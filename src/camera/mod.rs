//! Camera system for viewing the orrery.
//!
//! Provides a perspective camera, an orbit controller driven by drag and
//! wheel input, and smooth fly-to transitions toward picked bodies.

/// Free-orbit / fly-to state machine.
pub mod controller;
/// Core camera struct and screen/world conversions.
pub mod core;

pub use controller::{CameraController, CameraState, FlyTo, OrbitAngles};
pub use core::Camera;
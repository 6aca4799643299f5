//! Input handling: event types, the per-frame gesture accumulator, the
//! processor that folds raw events into frame input, and the input port
//! hosts register with.

/// Platform-agnostic input events.
pub mod event;
/// Per-frame pointer gesture.
pub mod gesture;
/// Bindable key actions.
pub mod keyboard;
/// Listener registration and event queueing.
pub mod port;
/// Folds raw events into per-frame input.
pub mod processor;

pub use event::InputEvent;
pub use gesture::PointerGesture;
pub use keyboard::KeyAction;
pub use port::{InputPort, InputRegistration};
pub use processor::{FrameInput, InputProcessor};
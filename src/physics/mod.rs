//! Central-body orbital dynamics.
//!
//! Bodies move under inverse-square acceleration toward a single central
//! mass at the origin. Everything here is pure `f64` math in SI units;
//! render-space scaling happens in [`crate::bodies`].

/// Physical constants shared by the catalog and the integrator.
pub mod constants;
/// Velocity-Verlet stepping and orbital diagnostics.
pub mod integrator;

pub use integrator::{
    acceleration, orbital_period, specific_energy, step, OrbitIntegrator,
    StateVector, Step,
};
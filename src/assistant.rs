//! Prompt composition for the external chat assistant.
//!
//! The assistant itself lives outside this crate; these helpers only build
//! the text and request payload handed to it.

use serde_json::{json, Value};

const PREAMBLE: &str = "You are an expert in space and astronomy. \
                        Answer the following question kindly and in detail.";

/// Build the prompt for `query`, optionally grounded in the selected
/// body's description (see
/// [`SimulationContext::assistant_context`](crate::engine::SimulationContext::assistant_context)).
/// Returns `None` for a blank query.
#[must_use]
pub fn compose_prompt(query: &str, context: Option<&str>) -> Option<String> {
    let query = query.trim();
    if query.is_empty() {
        return None;
    }
    let mut prompt = String::from(PREAMBLE);
    if let Some(context) = context.map(str::trim).filter(|c| !c.is_empty()) {
        prompt.push_str("\nThe user is currently looking at: ");
        prompt.push_str(context);
    }
    prompt.push_str("\nQuestion: ");
    prompt.push_str(query);
    Some(prompt)
}

/// Single-turn `generateContent`-style request body carrying `prompt`.
#[must_use]
pub fn request_body(prompt: &str) -> Value {
    json!({
        "contents": [{
            "parts": [{ "text": prompt }]
        }]
    })
}

/// First candidate's text from a `generateContent`-style response.
#[must_use]
pub fn response_text(response: &Value) -> Option<&str> {
    response
        .pointer("/candidates/0/content/parts/0/text")
        .and_then(Value::as_str)
}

* WHAT TO PRODUCE *
From the data above, gather every line that includes the word "PREAMBLE".

* RESPONSE BELOW *
const PREAMBLE: &str = "You are an expert in space and astronomy. \
    let mut prompt = String::from(PREAMBLE);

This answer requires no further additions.